Trabalhadores do Peru também fizeram suas reivindicações: uma delegação do departamento peruano de Madre de Diós encontrou-se com Lula para pedir que interceda junto ao governo federal para a construção da rodovia (BR-317) ligando o Acre ao Oceano Pacífico.
Mas este é um tema polêmico, que passa por questões essenciais como a ecologia - já que as estradas no Brasil têm servido, entre outras coisas, de caminho para a devastação, a especulação imobiliária e a tomada da terra dos pequenos agricultores por grileiros.
Para Lula, no entanto, antes de ligar o Acre ao Japão (via Oceano Pacífico), é preciso respeitar a soberania da Bolívia e do Peru. Além disso, ele acredita que as autoridades têm a obrigação de lutar para que a rodovia mereça o nome de "BR", pois o trecho entre Brasiléia e Assis Brasil (já construído) não passa de um caminho de terra batida e intransitável, principalmente no período do "inverno" amazônico, época de maior quantidade de chuvas. Para ele, é preciso também assegurar o caráter social da ligação do Brasil ao Pacífico, via Acre: "não interessa construir estradas só para os caminhos da soja. É preciso fazer reforma agrária, incentivar as reservas extrativistas e assegurar dignidade e cidadania para os pequenos produtores".
Com 63 anos, Francisca Maria da Silva, moradora do castanhal São Vicente, nunca tinha visto um carro. Seu depoimento, assim como o de Osmarino Amâncio, um dos líderes dos seringueiros que sucederam Chico Mendes, emocionou os participantes da Caravana em Brasiléia. A cidade fica às margens da BR-317, a 230 quilômetros de Rio Branco, onde foi realizado um dos maiores atos públicos dessa viagem, com cerca de 3 mil pessoas. Até uma delegação de trabalhadores da cidade vizinha de Cobija, do lado boliviano, participou do ato público.
Francisca percorre a mata a pé, pelos "varadouros" ou "varações", nome que os seringueiros dão aos caminhos, para chegar ao povoado mais próximo de sua moradia. Em muitos desses lugares não há dinheiro e prevalece o escambo. Os "preços" para os trabalhadores são extremamente altos. Na troca, suas mercadorias sempre valem menos do que as de fora.
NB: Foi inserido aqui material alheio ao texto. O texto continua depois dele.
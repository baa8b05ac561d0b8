//! Prior-run history: fetched once per invocation, folded per test identity.
//!
//! Fetching never fails from the caller's point of view. Transport errors and
//! malformed responses are logged and replaced by an empty history, so the
//! report degrades to "everything is new" instead of aborting.

pub mod file;
pub mod http;

use crate::parse::{RunSummary, Status};
use crate::results::{HistoricalDocument, ResultBlob, ResultDocument};
use serde::Deserialize;
use std::collections::BTreeMap;
use thiserror::Error;
use tracing::{info, warn};

pub use file::FileHistorySource;
pub use http::HttpHistorySource;

/// Number of prior statuses kept per test.
pub const HISTORY_WINDOW: usize = 10;

/// Prior statuses of one test, oldest first.
pub type HistoryRecord = Vec<Status>;

/// Test identity -> prior statuses.
pub type HistoryMap = BTreeMap<String, HistoryRecord>;

#[derive(Debug, Error)]
pub enum HistoryError {
    #[error("history request failed: {0}")]
    Transport(#[from] reqwest::Error),

    #[error("invalid history service URL {url}: {reason}")]
    InvalidUrl { url: String, reason: String },

    #[error("history service answered HTTP {status}")]
    Status { status: u16 },

    #[error("malformed history response: {0}")]
    Decode(#[from] serde_json::Error),

    #[error("failed to read history file {path}: {source}")]
    Io {
        path: String,
        source: std::io::Error,
    },
}

/// Where prior run documents come from.
#[async_trait::async_trait]
pub trait HistorySource: Send + Sync {
    /// Prior result documents for `key`, oldest first.
    async fn fetch(&self, key: &str) -> Result<Vec<ResultDocument>, HistoryError>;
}

/// Accepted response shapes: a bare list of blobs, or a historical document.
#[derive(Debug, Deserialize)]
#[serde(untagged)]
enum HistoryResponse {
    List(Vec<ResultBlob>),
    Wrapped(HistoricalDocument),
}

/// Decode a history payload into result documents, oldest first.
pub fn decode_response(body: &str) -> Result<Vec<ResultDocument>, HistoryError> {
    let blobs = match serde_json::from_str::<HistoryResponse>(body)? {
        HistoryResponse::List(blobs) => blobs,
        HistoryResponse::Wrapped(doc) => doc.results,
    };
    let docs = blobs
        .into_iter()
        .map(ResultBlob::decode)
        .collect::<Result<Vec<_>, _>>()?;
    Ok(docs)
}

/// Read-only history snapshot plus the most recent run's counts.
#[derive(Debug, Clone, Default)]
pub struct HistoryStore {
    records: HistoryMap,
    last_counts: RunSummary,
}

impl HistoryStore {
    pub fn empty() -> Self {
        Self::default()
    }

    /// Fetch history for `key`, degrading to empty on any failure.
    pub async fn fetch(source: &dyn HistorySource, key: &str) -> Self {
        match source.fetch(key).await {
            Ok(docs) => {
                let store = Self::from_documents(docs);
                info!(
                    %key,
                    tests = store.records.len(),
                    "loaded run history"
                );
                store
            }
            Err(e) => {
                warn!(%key, error = %e, "history unavailable, treating every test as new");
                Self::empty()
            }
        }
    }

    /// Fold documents (oldest first) into per-test records, keeping the last
    /// [`HISTORY_WINDOW`] statuses of each test.
    pub fn from_documents(docs: impl IntoIterator<Item = ResultDocument>) -> Self {
        let mut records = HistoryMap::new();
        let mut last_counts = RunSummary::default();

        for doc in docs {
            last_counts = doc.summary();
            for entry in doc.results {
                let record = records.entry(entry.id).or_default();
                record.push(entry.status);
                if record.len() > HISTORY_WINDOW {
                    record.remove(0);
                }
            }
        }

        Self {
            records,
            last_counts,
        }
    }

    /// Prior statuses of `id`, empty if it never ran before.
    pub fn get(&self, id: &str) -> &[Status] {
        self.records.get(id).map(Vec::as_slice).unwrap_or(&[])
    }

    /// Counts of the most recent prior run; zero without history.
    pub fn last_counts(&self) -> RunSummary {
        self.last_counts
    }

    pub fn is_empty(&self) -> bool {
        self.records.is_empty()
    }
}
Lista de "preços" de mercadorias nos seringais do Rio Iaco:
|
|
produtos |
preço em quilos |
1 Kg de açúcar |
3 |
1 Kg de sal | 1 |
1 lata de óleo | 4 |
1 terçado | 10 |
1 Kg de café em grão | 8 |
1 lata de querosene | 4 |
1 lata de leite em pó | 10 |
1 pacote de sabão | 2 |
1 calça | 80 |
1 camisa | 40 |
1 short | 20 |
1 bota | 40 |
1 sandália | 8 |
1 isqueiro | 4 |
1 balde | 30 |
1 bacia | 8 |
Obs.: em um dia de trabalho, o seringueiro colhe látex suficiente para produzir 6 a 8 quilos de borracha. |
Osmarino, por sua vez, contou a Lula sobre o processo de expulsão dos seringueiros brasileiros para a Bolívia, que não se restringe à violência direta. A derrubada das matas já fez com que cerca de 14 mil brasileiros imigrassem para os seringais bolivianos.